Plasmid poly(A) Disagreement Between 0.8.0 and 0.9.1 #1233

VBHerrenC · 2025-01-28T16:19:42Z

Issue Report

Please describe the issue:

We ran basecalling on an SQK-RBK114-24 plasmid dataset with --estimate-poly-a and a config file. We initially ran basecalling with 0.9.0 and [email protected], and got the following results:

Although these were somewhat unexpected, they were definitely feasible and so we did not question the results. However, after receiving poly(A) data via another instrument and method, we became suspicious that these results were not accurate - nanopore and the alternate method usually agree quite closely.
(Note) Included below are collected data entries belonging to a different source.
//! GPU resource lifecycle tests against the headless device.
//!
//! # Test Categories
//!
//! - **Attribute Tests**: storage alignment and population
//! - **Vertex Buffer Tests**: upload layout and primitive validation
//! - **Texture Tests**: file import and texture table binding
//! - **Framebuffer Tests**: colour/depth attachments and disposal
//! - **Shader Tests**: compile/link failures and file loading

mod common;

use common::{TestContext, BROKEN_VERTEX_SHADER, FRAGMENT_SHADER, VERTEX_SHADER};
use rstest::rstest;
use scenegl::gl::{
    AttribPointer, InternalFormat, PixelChannels, PixelType, PrimitiveType, ScalarType,
    ShaderStage,
};
use scenegl::resources::{
    Attribute, AttributeStorage, BufferError, BufferStatus, FrameBuffer, FrameBufferError,
    GpuResource, MultiTexture, ProgramStatus, Shader, ShaderError, ShaderProgram, ShaderStatus,
    Texture, TextureError, TextureSettings, TextureStatus, VertexBuffer,
};
use std::sync::Arc;

// ============================================================================
// Attribute Tests
// ============================================================================

#[rstest]
#[case::matching_counts(&[0.0; 9], &[0.0; 6], true)]
#[case::unequal_counts(&[0.0; 9], &[0.0; 4], false)]
#[case::partial_datapoint(&[0.0; 8], &[0.0; 6], false)]
fn test_storage_alignment(#[case] positions: &[f32], #[case] uvs: &[f32], #[case] aligned: bool) {
    let storage = AttributeStorage::new();
    assert!(storage.add_attribute(Attribute::from_f32("position", 3, positions)));
    assert!(storage.add_attribute(Attribute::from_f32("uv", 2, uvs)));
    assert_eq!(storage.validate_data_alignment(), aligned);
    assert_eq!(storage.total_byte_count(), (positions.len() + uvs.len()) * 4);
}

#[test]
fn test_storage_rejects_duplicate_names() {
    let storage = AttributeStorage::new();
    assert!(storage.add_attribute(Attribute::from_f32("position", 3, &[0.0; 3])));
    assert!(!storage.add_attribute(Attribute::from_f32("position", 2, &[0.0; 2])));
    assert_eq!(storage.attribute("position").map(|a| a.components()), Some(3));
    assert!(storage.attribute("normal").is_none());
}

// ============================================================================
// Vertex Buffer Tests
// ============================================================================

fn buffered(test: &TestContext, vertices: usize, primitive: PrimitiveType) -> VertexBuffer {
    let storage = AttributeStorage::new();
    storage.add_attribute(Attribute::from_f32("position", 3, &vec![0.5; vertices * 3]));
    let mut buffer = VertexBuffer::new();
    buffer.initialise_buffers(&test.ctx).unwrap();
    let _ = buffer.buffer_data(&test.ctx, &storage, primitive);
    buffer
}

#[test]
fn test_single_triangle() {
    let test = TestContext::new();
    let buffer = buffered(&test, 3, PrimitiveType::Triangles);
    assert_eq!(buffer.vertex_count(), 3);
    assert_eq!(buffer.error(), None);
    assert_eq!(buffer.status(), BufferStatus::Ready);
    buffer.release(&test.ctx);
}

#[test]
fn test_interleaved_layout() {
    let test = TestContext::new();
    let storage = AttributeStorage::new();
    storage.add_attribute(Attribute::from_f32("position", 3, &[0.0; 9]));
    storage.add_attribute(Attribute::from_i32("bone", 1, &[0, 1, 2]));
    storage.add_attribute(Attribute::from_f32("uv", 2, &[0.0; 6]));

    let mut buffer = VertexBuffer::new();
    buffer.initialise_buffers(&test.ctx).unwrap();
    buffer
        .buffer_data(&test.ctx, &storage, PrimitiveType::Triangles)
        .unwrap();

    assert_eq!(test.device.buffer_size(buffer.buffer_name()), Some(36 + 12 + 24));
    let pointers = test.device.attrib_pointers(buffer.vertex_array_name());
    assert_eq!(
        pointers,
        vec![
            AttribPointer {
                index: 0,
                components: 3,
                scalar: ScalarType::Float,
                stride: 12,
                offset: 0,
            },
            AttribPointer {
                index: 1,
                components: 1,
                scalar: ScalarType::Int,
                stride: 4,
                offset: 36,
            },
            AttribPointer {
                index: 2,
                components: 2,
                scalar: ScalarType::Float,
                stride: 8,
                offset: 48,
            },
        ]
    );
    assert!(storage.is_sealed());
    buffer.release(&test.ctx);
}

#[rstest]
#[case::points(PrimitiveType::Points, 1)]
#[case::lines(PrimitiveType::Lines, 2)]
#[case::triangles(PrimitiveType::Triangles, 3)]
fn test_primitive_mismatch(#[case] primitive: PrimitiveType, #[case] per_primitive: u32) {
    let test = TestContext::new();
    let mut buffer = buffered(&test, 5, PrimitiveType::Points);
    assert_eq!(buffer.vertex_count(), 5);

    let result = buffer.set_primitive_type(primitive);
    if 5 % per_primitive == 0 {
        assert_eq!(result, Ok(()));
        assert_eq!(buffer.error(), None);
    } else {
        assert_eq!(
            result,
            Err(BufferError::PrimitiveMismatch {
                vertex_count: 5,
                primitive,
            })
        );
        assert!(buffer.error().is_some());
    }
    assert_eq!(buffer.primitive_vertex_count(), per_primitive);

    // Idempotent
    assert_eq!(buffer.set_primitive_type(primitive), result);
    buffer.release(&test.ctx);
}

#[test]
fn test_destroy_is_idempotent() {
    let test = TestContext::new();
    let mut buffer = buffered(&test, 3, PrimitiveType::Triangles);
    buffer.destroy_buffers(&test.ctx);
    buffer.destroy_buffers(&test.ctx);
    assert_eq!(buffer.status(), BufferStatus::Destroyed);
    assert_eq!(test.device.live_object_count(), 0);
}

// ============================================================================
// Texture Tests
// ============================================================================

#[test]
fn test_texture_import_from_file() {
    let test = TestContext::new();
    test.write_png("red.png", 4, 2, [255, 0, 0, 255]);

    let texture = Texture::import(
        &test.ctx,
        &test.directories,
        "textures",
        "red.png",
        TextureSettings::default(),
    );
    assert_eq!(texture.status(), TextureStatus::Ready);
    assert_eq!(texture.size(), (4, 2));
    assert_eq!(test.device.texture_size(texture.gl_name()), Some((4, 2)));
    assert!(test.device.texture_mipmapped(texture.gl_name()));
    texture.release(&test.ctx);
}

#[test]
fn test_texture_import_failures_keep_step() {
    let test = TestContext::new();
    test.write("textures", "garbage.png", b"not a png");

    let unregistered = Texture::import(
        &test.ctx,
        &test.directories,
        "nowhere",
        "red.png",
        TextureSettings::default(),
    );
    assert_eq!(unregistered.status(), TextureStatus::ImportingImage);
    assert!(matches!(unregistered.error(), Some(TextureError::Directory(_))));

    let garbage = Texture::import(
        &test.ctx,
        &test.directories,
        "textures",
        "garbage.png",
        TextureSettings::default(),
    );
    assert_eq!(garbage.status(), TextureStatus::ImportingImage);
    assert!(matches!(garbage.error(), Some(TextureError::Decode { .. })));

    unregistered.release(&test.ctx);
    garbage.release(&test.ctx);
}

#[test]
fn test_second_multi_texture_bind() {
    let test = TestContext::new();
    let red = Arc::new(Texture::from_rgba8(
        &test.ctx,
        "red",
        1,
        1,
        &[255, 0, 0, 255],
        TextureSettings::default(),
    ));
    let blue = Arc::new(Texture::from_rgba8(
        &test.ctx,
        "blue",
        1,
        1,
        &[0, 0, 255, 255],
        TextureSettings::default(),
    ));

    let mut first = MultiTexture::new();
    first.set_texture_unit(Arc::clone(&red), 0).unwrap();
    first.set_texture_unit(Arc::clone(&blue), 3).unwrap();
    let mut second = MultiTexture::new();
    second.set_texture_unit(Arc::clone(&blue), 1).unwrap();

    first.bind(&test.ctx);
    assert!(first.is_bound(&test.ctx));
    assert_eq!(test.device.bound_texture(3), blue.gl_name());

    second.bind(&test.ctx);
    assert!(second.is_bound(&test.ctx));
    assert!(!first.is_bound(&test.ctx));
    assert_eq!(test.device.bound_texture(0), 0);
    assert_eq!(test.device.bound_texture(3), 0);
    assert_eq!(test.device.bound_texture(1), blue.gl_name());
    assert_eq!(test.device.active_unit(), 0);

    // Unbinding a table that is not bound changes nothing
    first.unbind(&test.ctx);
    assert!(second.is_bound(&test.ctx));

    second.unbind(&test.ctx);
    assert_eq!(test.ctx.bound_multi_texture(), None);
    assert!(matches!(
        second.set_texture_unit(red.clone(), 8),
        Err(TextureError::UnitOutOfRange(8))
    ));

    red.release(&test.ctx);
    blue.release(&test.ctx);
}

// ============================================================================
// Framebuffer Tests
// ============================================================================

#[test]
fn test_multiple_render_targets() {
    let test = TestContext::new();
    let mut framebuffer = FrameBuffer::new(&test.ctx, 32, 16).unwrap();
    assert_ne!(framebuffer.frame_buffer_status(&test.ctx), "");

    for format in [InternalFormat::Rgba8, InternalFormat::Rgba16F, InternalFormat::Rgba16F] {
        framebuffer
            .attach_color_render_target(&test.ctx, format, PixelChannels::Rgba, PixelType::Float)
            .unwrap();
    }
    framebuffer.attach_depth_buffer_target(&test.ctx).unwrap();

    assert_eq!(framebuffer.frame_buffer_status(&test.ctx), "");
    assert_eq!(
        test.device.draw_buffers(framebuffer.gl_name()),
        vec![
            glow::COLOR_ATTACHMENT0,
            glow::COLOR_ATTACHMENT1,
            glow::COLOR_ATTACHMENT2
        ]
    );
    let albedo = framebuffer.color_attachment(0).unwrap();
    assert_eq!(albedo.size(), (32, 16));
    assert_eq!(
        framebuffer.textures().texture(0).map(|t| t.gl_name()),
        Some(albedo.gl_name())
    );
    assert_eq!(
        test.device
            .texture_parameter(albedo.gl_name(), glow::TEXTURE_MIN_FILTER),
        Some(glow::NEAREST as i32)
    );

    framebuffer.dispose(&test.ctx);
    assert_eq!(test.device.live_object_count(), 0);
}

#[test]
fn test_second_depth_attachment_fails() {
    let test = TestContext::new();
    let mut framebuffer = FrameBuffer::new(&test.ctx, 8, 8).unwrap();
    framebuffer
        .attach_color_render_target(
            &test.ctx,
            InternalFormat::Rgba8,
            PixelChannels::Rgba,
            PixelType::UnsignedByte,
        )
        .unwrap();
    framebuffer.attach_depth_buffer_target(&test.ctx).unwrap();
    let depth = framebuffer.depth_buffer_name();

    let second = framebuffer.attach_depth_buffer_target(&test.ctx);
    assert_eq!(second, Err(FrameBufferError::DepthAlreadyAttached));
    assert_eq!(
        second.unwrap_err().to_string(),
        "Frame buffer already has depth buffer"
    );
    assert_eq!(framebuffer.depth_buffer_name(), depth);
    assert_eq!(test.device.depth_attachment(framebuffer.gl_name()), Some(depth));
    assert_eq!(framebuffer.frame_buffer_status(&test.ctx), "");

    framebuffer.dispose(&test.ctx);
    framebuffer.dispose(&test.ctx);
    assert_eq!(framebuffer.gl_name(), 0);
    assert_eq!(test.device.live_object_count(), 0);
}

// ============================================================================
// Shader Tests
// ============================================================================

#[test]
fn test_broken_vertex_shader_fails_program() {
    let test = TestContext::new();
    let vertex = Shader::from_source(&test.ctx, "broken.vert", ShaderStage::Vertex, BROKEN_VERTEX_SHADER);
    let fragment = Shader::from_source(&test.ctx, "flat.frag", ShaderStage::Fragment, FRAGMENT_SHADER);

    assert!(vertex.status() < ShaderStatus::Ready);
    assert!(!vertex.error().map(|e| e.to_string()).unwrap_or_default().is_empty());
    assert_eq!(fragment.status(), ShaderStatus::Ready);

    let program = ShaderProgram::new(&test.ctx, "broken", &[&vertex, &fragment]);
    assert!(matches!(
        program,
        Err(ShaderError::StageNotReady {
            stage: ShaderStage::Vertex,
            ..
        })
    ));

    vertex.release(&test.ctx);
    fragment.release(&test.ctx);
    assert_eq!(test.device.live_object_count(), 0);
}

#[rstest]
#[case::vertex_only(&[ShaderStage::Vertex])]
#[case::fragment_twice(&[ShaderStage::Fragment, ShaderStage::Fragment])]
fn test_invalid_stage_sets(#[case] stages: &[ShaderStage]) {
    let test = TestContext::new();
    let sources: Vec<(ShaderStage, &str)> = stages
        .iter()
        .map(|&stage| match stage {
            ShaderStage::Vertex => (stage, VERTEX_SHADER),
            _ => (stage, FRAGMENT_SHADER),
        })
        .collect();
    let program = ShaderProgram::from_sources(&test.ctx, "partial", &sources);
    assert!(matches!(program, Err(ShaderError::InvalidStages(_))));
    assert_eq!(test.device.live_object_count(), 0);
}

#[test]
fn test_program_from_files() {
    let test = TestContext::new();
    test.write("shaders", "lit.vert", VERTEX_SHADER);
    test.write("shaders", "lit.frag", FRAGMENT_SHADER);

    let program = ShaderProgram::load(
        &test.ctx,
        &test.directories,
        "lit",
        "shaders",
        &[
            (ShaderStage::Vertex, "lit.vert"),
            (ShaderStage::Fragment, "lit.frag"),
        ],
    )
    .unwrap();
    assert_eq!(program.status(), ProgramStatus::Ready);
    assert!(program.has_uniform(&test.ctx, "u_normal_matrix"));
    assert!(!program.has_uniform(&test.ctx, "u_missing"));

    // Unknown uniforms are ignored
    program.bind(&test.ctx);
    program.set_uniform(&test.ctx, "u_missing", 1.0f32);
    program.unbind(&test.ctx);

    program.release(&test.ctx);
    assert_eq!(test.device.live_object_count(), 0);
}

#[test]
fn test_shader_missing_file() {
    let test = TestContext::new();
    let shader = Shader::load(
        &test.ctx,
        &test.directories,
        ShaderStage::Fragment,
        "shaders",
        "absent.frag",
    );
    assert_eq!(shader.status(), ShaderStatus::ReadingSource);
    assert!(matches!(shader.error(), Some(ShaderError::Read { .. })));
    shader.release(&test.ctx);
}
I re-ran the same dataset on v0.9.1 and [email protected] and got the same results. Still suspicious, I bumped us back down to Dorado 0.8.0 and [email protected] and then got this distribution of poly(A) estimations:

This distribution matches much more closely to the alternate method, and the distribution shape in general matches our historical data much better.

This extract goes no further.